WHAT IS NEEDED:
I need the number of lines in the data that include "filename"; reply with that number alone.

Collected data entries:
◇ ◇ ◇ ◇

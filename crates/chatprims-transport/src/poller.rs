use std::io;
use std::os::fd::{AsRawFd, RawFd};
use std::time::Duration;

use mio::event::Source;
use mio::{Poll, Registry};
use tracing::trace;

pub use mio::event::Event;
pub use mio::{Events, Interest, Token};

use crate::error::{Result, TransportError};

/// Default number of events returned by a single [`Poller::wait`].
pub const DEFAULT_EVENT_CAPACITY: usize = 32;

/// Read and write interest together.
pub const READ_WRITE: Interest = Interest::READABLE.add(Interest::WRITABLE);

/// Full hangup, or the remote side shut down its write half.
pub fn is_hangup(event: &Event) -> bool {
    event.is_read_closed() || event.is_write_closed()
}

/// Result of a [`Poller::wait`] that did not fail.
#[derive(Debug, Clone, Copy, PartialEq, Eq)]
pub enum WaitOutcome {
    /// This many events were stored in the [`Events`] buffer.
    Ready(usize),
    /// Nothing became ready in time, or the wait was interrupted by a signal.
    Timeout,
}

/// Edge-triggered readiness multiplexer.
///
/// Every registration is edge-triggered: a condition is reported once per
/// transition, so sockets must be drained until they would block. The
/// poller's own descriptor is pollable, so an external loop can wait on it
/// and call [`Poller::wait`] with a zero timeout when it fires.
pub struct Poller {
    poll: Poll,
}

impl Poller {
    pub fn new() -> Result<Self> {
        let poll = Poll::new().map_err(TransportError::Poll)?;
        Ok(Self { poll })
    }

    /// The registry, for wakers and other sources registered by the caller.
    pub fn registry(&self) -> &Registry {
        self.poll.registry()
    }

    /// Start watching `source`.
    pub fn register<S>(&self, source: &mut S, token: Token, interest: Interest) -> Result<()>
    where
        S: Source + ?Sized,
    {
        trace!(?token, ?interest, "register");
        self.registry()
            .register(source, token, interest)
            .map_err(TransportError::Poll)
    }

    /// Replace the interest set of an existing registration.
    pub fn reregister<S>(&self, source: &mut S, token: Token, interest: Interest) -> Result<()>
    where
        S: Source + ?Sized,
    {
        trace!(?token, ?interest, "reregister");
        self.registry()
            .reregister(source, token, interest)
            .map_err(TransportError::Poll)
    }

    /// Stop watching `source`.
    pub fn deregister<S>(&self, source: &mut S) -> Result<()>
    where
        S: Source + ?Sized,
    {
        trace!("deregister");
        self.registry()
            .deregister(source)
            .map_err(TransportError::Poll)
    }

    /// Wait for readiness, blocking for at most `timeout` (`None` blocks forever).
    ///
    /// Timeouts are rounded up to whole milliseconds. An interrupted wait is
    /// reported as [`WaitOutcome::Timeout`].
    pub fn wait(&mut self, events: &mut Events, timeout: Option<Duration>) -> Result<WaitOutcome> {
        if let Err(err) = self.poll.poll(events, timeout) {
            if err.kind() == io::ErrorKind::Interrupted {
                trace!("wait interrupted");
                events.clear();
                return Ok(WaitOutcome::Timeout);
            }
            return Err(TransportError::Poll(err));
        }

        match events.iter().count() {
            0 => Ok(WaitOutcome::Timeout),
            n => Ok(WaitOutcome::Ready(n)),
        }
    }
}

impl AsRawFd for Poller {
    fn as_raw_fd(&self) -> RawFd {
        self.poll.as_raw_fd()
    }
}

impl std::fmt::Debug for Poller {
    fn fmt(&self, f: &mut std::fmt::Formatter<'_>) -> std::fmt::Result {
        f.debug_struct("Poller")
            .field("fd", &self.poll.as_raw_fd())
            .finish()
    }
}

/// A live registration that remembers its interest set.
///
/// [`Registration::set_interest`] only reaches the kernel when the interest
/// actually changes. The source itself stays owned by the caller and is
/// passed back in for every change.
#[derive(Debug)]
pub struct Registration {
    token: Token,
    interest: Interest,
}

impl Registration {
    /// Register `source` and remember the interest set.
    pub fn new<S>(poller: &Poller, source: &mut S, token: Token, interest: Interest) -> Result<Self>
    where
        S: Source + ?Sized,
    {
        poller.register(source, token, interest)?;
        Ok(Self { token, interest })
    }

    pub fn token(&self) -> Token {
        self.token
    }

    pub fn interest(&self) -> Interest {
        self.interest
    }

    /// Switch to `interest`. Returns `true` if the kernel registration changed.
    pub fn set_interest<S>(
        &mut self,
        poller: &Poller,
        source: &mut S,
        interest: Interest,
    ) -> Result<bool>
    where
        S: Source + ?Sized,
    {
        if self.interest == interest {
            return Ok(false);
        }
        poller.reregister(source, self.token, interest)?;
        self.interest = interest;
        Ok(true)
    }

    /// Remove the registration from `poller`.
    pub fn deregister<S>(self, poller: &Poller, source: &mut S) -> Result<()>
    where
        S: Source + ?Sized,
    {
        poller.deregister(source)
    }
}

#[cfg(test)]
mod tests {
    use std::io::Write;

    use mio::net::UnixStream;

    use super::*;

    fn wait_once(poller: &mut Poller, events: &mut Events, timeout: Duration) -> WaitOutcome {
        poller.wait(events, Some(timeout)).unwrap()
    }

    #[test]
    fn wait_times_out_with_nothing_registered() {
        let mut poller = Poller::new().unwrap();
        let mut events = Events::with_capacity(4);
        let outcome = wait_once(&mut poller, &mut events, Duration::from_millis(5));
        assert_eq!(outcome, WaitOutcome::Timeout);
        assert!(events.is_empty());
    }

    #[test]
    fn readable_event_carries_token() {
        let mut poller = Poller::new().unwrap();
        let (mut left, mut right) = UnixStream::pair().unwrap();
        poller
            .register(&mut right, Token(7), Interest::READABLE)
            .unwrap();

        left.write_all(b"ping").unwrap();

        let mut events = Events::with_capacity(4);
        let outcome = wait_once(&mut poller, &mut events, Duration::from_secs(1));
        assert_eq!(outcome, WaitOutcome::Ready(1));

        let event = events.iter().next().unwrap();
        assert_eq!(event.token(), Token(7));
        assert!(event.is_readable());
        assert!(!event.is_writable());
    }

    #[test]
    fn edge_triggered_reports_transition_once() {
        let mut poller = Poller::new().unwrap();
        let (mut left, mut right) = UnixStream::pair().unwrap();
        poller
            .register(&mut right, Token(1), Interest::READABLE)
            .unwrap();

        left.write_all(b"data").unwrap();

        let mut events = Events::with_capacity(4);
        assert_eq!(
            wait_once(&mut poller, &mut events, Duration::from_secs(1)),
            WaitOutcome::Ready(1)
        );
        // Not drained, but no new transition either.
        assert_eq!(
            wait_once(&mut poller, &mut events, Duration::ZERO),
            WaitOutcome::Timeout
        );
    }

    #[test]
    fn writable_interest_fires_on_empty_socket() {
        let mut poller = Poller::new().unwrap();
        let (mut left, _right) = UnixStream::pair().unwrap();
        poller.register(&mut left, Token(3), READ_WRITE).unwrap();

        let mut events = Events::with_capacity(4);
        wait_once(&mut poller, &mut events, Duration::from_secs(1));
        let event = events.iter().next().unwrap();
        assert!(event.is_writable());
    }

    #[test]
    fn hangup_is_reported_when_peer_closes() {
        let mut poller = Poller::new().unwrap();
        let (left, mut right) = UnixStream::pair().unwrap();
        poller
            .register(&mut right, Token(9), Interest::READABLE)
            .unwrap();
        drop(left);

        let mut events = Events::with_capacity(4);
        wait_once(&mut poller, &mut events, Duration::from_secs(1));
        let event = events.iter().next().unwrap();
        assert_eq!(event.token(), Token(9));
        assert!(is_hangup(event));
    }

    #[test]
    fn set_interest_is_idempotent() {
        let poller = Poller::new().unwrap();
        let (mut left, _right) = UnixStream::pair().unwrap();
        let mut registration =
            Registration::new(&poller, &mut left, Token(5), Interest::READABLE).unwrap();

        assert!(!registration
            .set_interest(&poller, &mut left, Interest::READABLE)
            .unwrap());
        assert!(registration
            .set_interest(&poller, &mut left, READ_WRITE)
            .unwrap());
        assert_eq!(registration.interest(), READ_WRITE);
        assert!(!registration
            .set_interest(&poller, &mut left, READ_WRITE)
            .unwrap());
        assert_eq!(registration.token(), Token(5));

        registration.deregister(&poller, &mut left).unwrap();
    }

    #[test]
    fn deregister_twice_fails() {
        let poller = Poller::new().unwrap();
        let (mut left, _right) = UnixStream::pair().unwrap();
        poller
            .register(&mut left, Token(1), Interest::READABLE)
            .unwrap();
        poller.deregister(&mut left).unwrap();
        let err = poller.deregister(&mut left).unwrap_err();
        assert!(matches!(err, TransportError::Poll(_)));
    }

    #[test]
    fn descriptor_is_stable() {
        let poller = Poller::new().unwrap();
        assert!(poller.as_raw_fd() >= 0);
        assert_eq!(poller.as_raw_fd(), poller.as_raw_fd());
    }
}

◇ ◇ ◇ ◇

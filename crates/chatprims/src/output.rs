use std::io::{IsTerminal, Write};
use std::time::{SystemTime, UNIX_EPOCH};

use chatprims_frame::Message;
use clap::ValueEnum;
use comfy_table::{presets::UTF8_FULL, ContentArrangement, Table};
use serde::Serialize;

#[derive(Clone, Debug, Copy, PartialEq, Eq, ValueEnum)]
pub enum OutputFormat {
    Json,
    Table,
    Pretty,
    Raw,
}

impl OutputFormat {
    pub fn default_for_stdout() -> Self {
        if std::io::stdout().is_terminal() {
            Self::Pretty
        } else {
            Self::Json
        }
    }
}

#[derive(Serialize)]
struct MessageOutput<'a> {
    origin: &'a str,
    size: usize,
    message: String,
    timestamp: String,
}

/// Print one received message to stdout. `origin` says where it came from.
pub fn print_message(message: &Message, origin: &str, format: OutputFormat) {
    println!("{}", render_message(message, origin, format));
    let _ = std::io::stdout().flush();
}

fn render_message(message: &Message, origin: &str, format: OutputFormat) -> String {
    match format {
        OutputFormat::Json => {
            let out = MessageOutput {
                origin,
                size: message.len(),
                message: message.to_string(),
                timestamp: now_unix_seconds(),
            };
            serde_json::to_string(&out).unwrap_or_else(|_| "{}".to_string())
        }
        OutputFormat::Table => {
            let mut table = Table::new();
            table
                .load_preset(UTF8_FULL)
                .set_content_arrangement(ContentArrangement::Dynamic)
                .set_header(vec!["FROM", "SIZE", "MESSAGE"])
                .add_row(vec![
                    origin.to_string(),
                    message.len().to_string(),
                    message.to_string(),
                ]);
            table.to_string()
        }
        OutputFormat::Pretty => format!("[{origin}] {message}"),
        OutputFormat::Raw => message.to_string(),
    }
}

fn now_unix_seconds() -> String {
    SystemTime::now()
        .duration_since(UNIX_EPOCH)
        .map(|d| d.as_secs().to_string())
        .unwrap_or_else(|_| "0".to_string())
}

◇ ◇ ◇ ◇

ANSWER TO THE EXERCISE:
2